## Prompt
Copy out all the lines in the records that include the word "BTreeMap".

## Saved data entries
= = = = = = =

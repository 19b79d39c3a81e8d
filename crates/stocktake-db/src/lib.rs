//! # stocktake-db: Database Layer for the Zone Audit Workflow
//!
//! SQLite persistence for zones, items, sessions, verifications and the
//! staff tables the workflow reads. Built on sqlx with runtime queries.
//!
//! ## Architecture Position
//! ```text
//! ┌─────────────────────────────────────────────────────────────────────────┐
//! │                        Stocktake Data Flow                              │
//! │                                                                         │
//! │  InventoryWorkflow (stocktake-workflow)                                │
//! │       │                                                                 │
//! │       ▼                                                                 │
//! │  ┌─────────────────────────────────────────────────────────────────┐   │
//! │  │                   stocktake-db (THIS CRATE)                     │   │
//! │  │                                                                 │   │
//! │  │   ┌───────────────┐    ┌────────────────────┐  ┌────────────┐  │   │
//! │  │   │   Database    │    │   Repositories     │  │ Migrations │  │   │
//! │  │   │   (pool.rs)   │◄───│ zone, item,        │  │ (embedded) │  │   │
//! │  │   │  SqlitePool   │    │ session, staff,    │  │ 001_*.sql  │  │   │
//! │  │   │               │    │ verification       │  │            │  │   │
//! │  │   └───────────────┘    └────────────────────┘  └────────────┘  │   │
//! │  └─────────────────────────────────────────────────────────────────┘   │
//! │       │                                                                 │
//! │       ▼                                                                 │
//! │  SQLite Database (WAL)                                                 │
//! └─────────────────────────────────────────────────────────────────────────┘
//! ```
//!
//! ## Transactions
//!
//! Every write that moves a zone between states runs in one transaction
//! together with the rows it creates, and guards the zone update with a
//! compare-and-set on the current state. A lost race surfaces as
//! [`DbError::StaleState`].
//!
//! ## Usage
//!
//! ```rust,ignore
//! use stocktake_db::{Database, DbConfig};
//!
//! let db = Database::new(DbConfig::new("stocktake.db")).await?;
//! let zone = db.zones().get_by_id(3).await?;
//! ```

// =============================================================================
// Module Declarations
// =============================================================================

pub mod error;
pub mod migrations;
pub mod pool;
pub mod repository;

// =============================================================================
// Re-exports
// =============================================================================

pub use error::{DbError, DbResult};
pub use pool::{Database, DbConfig};

pub use repository::item::ItemRepository;
pub use repository::session::SessionRepository;
pub use repository::staff::StaffRepository;
pub use repository::verification::VerificationRepository;
pub use repository::zone::ZoneRepository;
//! # Session Helpers
//!
//! Pure operations on inventory sessions: the append-only observation log
//! and the checker's queue of sessions waiting for verification.

use std::collections::BTreeMap;

use chrono::{DateTime, SecondsFormat, Utc};

use crate::types::{SessionWithZone, ZoneId, ZoneState};

/// Appends a closing note to a session's observation log.
///
/// ## Format
/// ```text
/// <existing observations>
/// [closed 2026-10-19T08:30:00Z] <note>
/// ```
/// With `with_header` off only a non-empty note is appended.
pub fn append_closing_note(
    existing: &str,
    note: &str,
    closed_at: DateTime<Utc>,
    with_header: bool,
) -> String {
    let note = note.trim();

    let line = if with_header {
        let header = format!(
            "[closed {}]",
            closed_at.to_rfc3339_opts(SecondsFormat::Secs, true)
        );
        if note.is_empty() {
            header
        } else {
            format!("{header} {note}")
        }
    } else if note.is_empty() {
        return existing.to_string();
    } else {
        note.to_string()
    };

    if existing.is_empty() {
        line
    } else {
        format!("{existing}\n{line}")
    }
}

/// Picks the sessions a checker should see.
///
/// One session per zone in `in_verification`, the most recently started
/// when a zone has several. Sessions superseded by a newer one on their zone
/// are skipped. Result is ordered by zone id.
pub fn pending_verifications(sessions: Vec<SessionWithZone>) -> Vec<SessionWithZone> {
    let mut latest: BTreeMap<ZoneId, SessionWithZone> = BTreeMap::new();

    for candidate in sessions
        .into_iter()
        .filter(|s| s.zone.state == ZoneState::InVerification && s.is_current())
    {
        let replace = match latest.get(&candidate.zone.id) {
            None => true,
            Some(current) => {
                (candidate.session.started_at, candidate.session.id)
                    > (current.session.started_at, current.session.id)
            }
        };
        if replace {
            latest.insert(candidate.zone.id, candidate);
        }
    }

    latest.into_values().collect()
}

= = = = = = =

## Result
use std::collections::BTreeMap;
    let mut latest: BTreeMap<ZoneId, SessionWithZone> = BTreeMap::new();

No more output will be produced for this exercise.